Noting the expectation from the programme, he said that the event will foster crossbreeding of ideas between the two key players in the sector, to enable them to make use of all their available resources in solving the problem of excessive dependence on imported Active Pharmaceutical Ingredients (APIs).
According to him, “The mutually beneficial partnership between NIPRD and WAPCP would facilitate the cross fertilization of ideas and innovations that would gradually change the narrative in assuring Medicines’ self-sufficiency in local production of primary raw materials and secondary finished pharmaceutical products. The situation where there is no single pharmaceutical company that produces any APIs or pharmaceutical excipients locally is no longer tolerable. All of the APIs used by the industries in Nigeria are imported from India, China, the USA and Germany, and large amounts of the country's scarce foreign exchange earnings are spent on their importation.

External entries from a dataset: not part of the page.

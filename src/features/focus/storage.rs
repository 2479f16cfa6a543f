//! Local durable session cache.
//!
//! Mirrors the session log into SQLite, keyed by session id. On startup the
//! tracker is rebuilt from here, and rows fetched from the remote store are
//! merged in by last-write-wins on `updated_at`.

use std::sync::Arc;

use chrono::{DateTime, Utc};
use rusqlite::{params, OptionalExtension, Row};

use super::session::Session;
use crate::error::FocusError;
use crate::storage::Database;

const SELECT_COLUMNS: &str = "SELECT id, owner_id, item_ref, item_label, start_time, end_time,
                                     elapsed_ms, is_running, updated_at
                              FROM sessions";

/// SQLite-backed cache of sessions.
pub struct SessionCache {
    db: Arc<Database>,
}

impl SessionCache {
    /// Create a cache over a shared database connection.
    #[must_use]
    pub const fn with_database(db: Arc<Database>) -> Self {
        Self { db }
    }

    /// Insert or replace a session.
    ///
    /// # Errors
    ///
    /// Returns an error if the row cannot be written.
    pub fn put(&self, session: &Session) -> Result<(), FocusError> {
        let conn = self.db.connection();

        conn.execute(
            r"INSERT OR REPLACE INTO sessions
              (id, owner_id, item_ref, item_label, start_time, end_time,
               elapsed_ms, is_running, updated_at)
              VALUES (?1, ?2, ?3, ?4, ?5, ?6, ?7, ?8, ?9)",
            params![
                session.id,
                session.owner_id,
                session.item_ref,
                session.item_label,
                session.start_time.timestamp_millis(),
                session.end_time.map(|t| t.timestamp_millis()),
                session.elapsed_ms,
                session.is_running,
                session.updated_at.timestamp_millis(),
            ],
        )
        .map_err(|e| FocusError::Database(format!("Failed to save session: {e}")))?;

        Ok(())
    }

    /// Get a session by id.
    ///
    /// # Errors
    ///
    /// Returns an error if the query fails.
    pub fn get(&self, id: &str) -> Result<Option<Session>, FocusError> {
        let conn = self.db.connection();

        conn.query_row(&format!("{SELECT_COLUMNS} WHERE id = ?1"), [id], row_to_session)
            .optional()
            .map_err(|e| FocusError::Database(format!("Failed to query session: {e}")))
    }

    /// Sessions belonging to `owner_id`; `None` selects rows recorded while
    /// signed out.
    ///
    /// # Errors
    ///
    /// Returns an error if the query fails.
    pub fn all_for_owner(&self, owner_id: Option<&str>) -> Result<Vec<Session>, FocusError> {
        let conn = self.db.connection();

        let mut stmt = conn
            .prepare(&format!(
                "{SELECT_COLUMNS} WHERE owner_id IS ?1 ORDER BY start_time ASC"
            ))
            .map_err(|e| FocusError::Database(format!("Failed to prepare query: {e}")))?;

        let rows = stmt
            .query_map([owner_id], row_to_session)
            .map_err(|e| FocusError::Database(format!("Failed to query sessions: {e}")))?;

        rows.collect::<Result<Vec<_>, _>>()
            .map_err(|e| FocusError::Database(e.to_string()))
    }

    /// Merge sessions into the cache, keeping whichever copy of each row has
    /// the later `updated_at`. Ties keep the cached row.
    ///
    /// Returns the number of rows inserted or replaced.
    ///
    /// # Errors
    ///
    /// Returns an error if a row cannot be written.
    pub fn merge(&self, sessions: &[Session]) -> Result<usize, FocusError> {
        let conn = self.db.connection();
        let mut changed = 0;

        for session in sessions {
            changed += conn
                .execute(
                    r"INSERT INTO sessions
                      (id, owner_id, item_ref, item_label, start_time, end_time,
                       elapsed_ms, is_running, updated_at)
                      VALUES (?1, ?2, ?3, ?4, ?5, ?6, ?7, ?8, ?9)
                      ON CONFLICT(id) DO UPDATE SET
                        owner_id = excluded.owner_id,
                        item_ref = excluded.item_ref,
                        item_label = excluded.item_label,
                        start_time = excluded.start_time,
                        end_time = excluded.end_time,
                        elapsed_ms = excluded.elapsed_ms,
                        is_running = excluded.is_running,
                        updated_at = excluded.updated_at
                      WHERE excluded.updated_at > sessions.updated_at",
                    params![
                        session.id,
                        session.owner_id,
                        session.item_ref,
                        session.item_label,
                        session.start_time.timestamp_millis(),
                        session.end_time.map(|t| t.timestamp_millis()),
                        session.elapsed_ms,
                        session.is_running,
                        session.updated_at.timestamp_millis(),
                    ],
                )
                .map_err(|e| FocusError::Database(format!("Failed to merge session: {e}")))?;
        }

        Ok(changed)
    }

    /// Number of cached sessions.
    ///
    /// # Errors
    ///
    /// Returns an error if the query fails.
    pub fn count(&self) -> Result<usize, FocusError> {
        let conn = self.db.connection();

        conn.query_row("SELECT COUNT(*) FROM sessions", [], |row| row.get(0))
            .map_err(|e| FocusError::Database(format!("Failed to count sessions: {e}")))
    }
}

fn millis(ms: i64) -> DateTime<Utc> {
    DateTime::from_timestamp_millis(ms).unwrap_or_default()
}

fn row_to_session(row: &Row<'_>) -> Result<Session, rusqlite::Error> {
    let start_time: i64 = row.get(4)?;
    let end_time: Option<i64> = row.get(5)?;
    let updated_at: i64 = row.get(8)?;

    Ok(Session {
        id: row.get(0)?,
        owner_id: row.get(1)?,
        item_ref: row.get(2)?,
        item_label: row.get(3)?,
        start_time: millis(start_time),
        end_time: end_time.map(millis),
        elapsed_ms: row.get(6)?,
        is_running: row.get(7)?,
        updated_at: millis(updated_at),
    })
}

#[cfg(test)]
mod tests {
    use super::*;
    use chrono::Duration;

    fn cache() -> SessionCache {
        SessionCache::with_database(Arc::new(Database::open_in_memory().unwrap()))
    }

    fn session(item: &str, owner: Option<&str>, start_ms: i64) -> Session {
        Session::start(item, item, owner.map(str::to_string), millis(start_ms))
    }

    #[test]
    fn test_put_and_get() {
        let cache = cache();
        let mut s = session("proj-1", Some("owner-1"), 1_000);
        cache.put(&s).unwrap();

        assert_eq!(cache.get(&s.id).unwrap(), Some(s.clone()));

        s.elapsed_ms = 600_000;
        s.is_running = false;
        s.end_time = Some(millis(601_000));
        cache.put(&s).unwrap();

        let loaded = cache.get(&s.id).unwrap().unwrap();
        assert_eq!(loaded.elapsed_ms, 600_000);
        assert!(!loaded.is_running);
        assert_eq!(loaded.end_time, Some(millis(601_000)));
        assert_eq!(cache.count().unwrap(), 1);
    }

    #[test]
    fn test_get_missing() {
        assert!(cache().get("nope").unwrap().is_none());
    }

    #[test]
    fn test_all_for_owner() {
        let cache = cache();
        cache.put(&session("a", Some("owner-1"), 2_000)).unwrap();
        cache.put(&session("b", Some("owner-2"), 1_000)).unwrap();
        cache.put(&session("c", None, 3_000)).unwrap();
        cache.put(&session("d", Some("owner-1"), 1_000)).unwrap();

        let owned: Vec<_> = cache
            .all_for_owner(Some("owner-1"))
            .unwrap()
            .into_iter()
            .map(|s| s.item_ref)
            .collect();
        assert_eq!(owned, vec!["d", "a"]);

        let anonymous = cache.all_for_owner(None).unwrap();
        assert_eq!(anonymous.len(), 1);
        assert_eq!(anonymous[0].item_ref, "c");

        assert_eq!(cache.count().unwrap(), 4);
    }

    #[test]
    fn test_merge_last_write_wins() {
        let cache = cache();
        let local = session("a", Some("owner-1"), 1_000);
        cache.put(&local).unwrap();

        // Older remote copy loses
        let mut stale = local.clone();
        stale.elapsed_ms = 5;
        stale.updated_at = local.updated_at - Duration::seconds(10);
        assert_eq!(cache.merge(&[stale]).unwrap(), 0);
        assert_eq!(cache.get(&local.id).unwrap().unwrap().elapsed_ms, 0);

        // Newer remote copy wins, unknown rows are inserted
        let mut fresh = local.clone();
        fresh.elapsed_ms = 42;
        fresh.updated_at = local.updated_at + Duration::seconds(10);
        let other = session("b", Some("owner-1"), 9_000);
        assert_eq!(cache.merge(&[fresh, other]).unwrap(), 2);
        assert_eq!(cache.get(&local.id).unwrap().unwrap().elapsed_ms, 42);
        assert_eq!(cache.count().unwrap(), 2);
    }
}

“I urge you all to commit and actively participate in the discourse in order to arrive at resolutions on way forward that might metamorphose into a regional Strategic Plan for the local manufacturing of Active Pharmaceutical Ingredients. And also lead to transforming NIPRD into the hub for pharmaceutical innovation within West Africa and indeed the entire African continent.”
Meanwhile, these observations dominated the discourse at the just concluded 95th Annual National Conference of the Pharmaceutical Society of Nigeria (PSN), where the Director-General, NIPRD, Dr Obi Peter Adigwe, as the keynote speaker, called for immediate implementation of a Presidential Task Force on Pharma and Allied Sector Development (PTFPASD), stressing the need to make the President PSN, Prof. Cyril Usifoh, its head, in a bid to promote local production of the APIs.
The workshop, with the theme “Local Manufacturing of Active Pharmaceutical Ingredients (APIs) in the West African Region”, started on Monday, November 28, and is expected to end on Thursday, December 1, 2022.
Pharm. Mopa Esuga, Chief of Party at US Pharmacopeia, Nigeria, rendered the keynote speech; in his address on the theme of the workshop, he noted that Africa is reported to contribute to about 23% of the global disease burden and contributes 1% of the global spending on health.
The Founder and Chief Executive Officer, Emzor Pharmaceutical Industries Ltd, Chief Pharm. (Dr) Stella Okoli, was the Chairperson of the opening ceremony.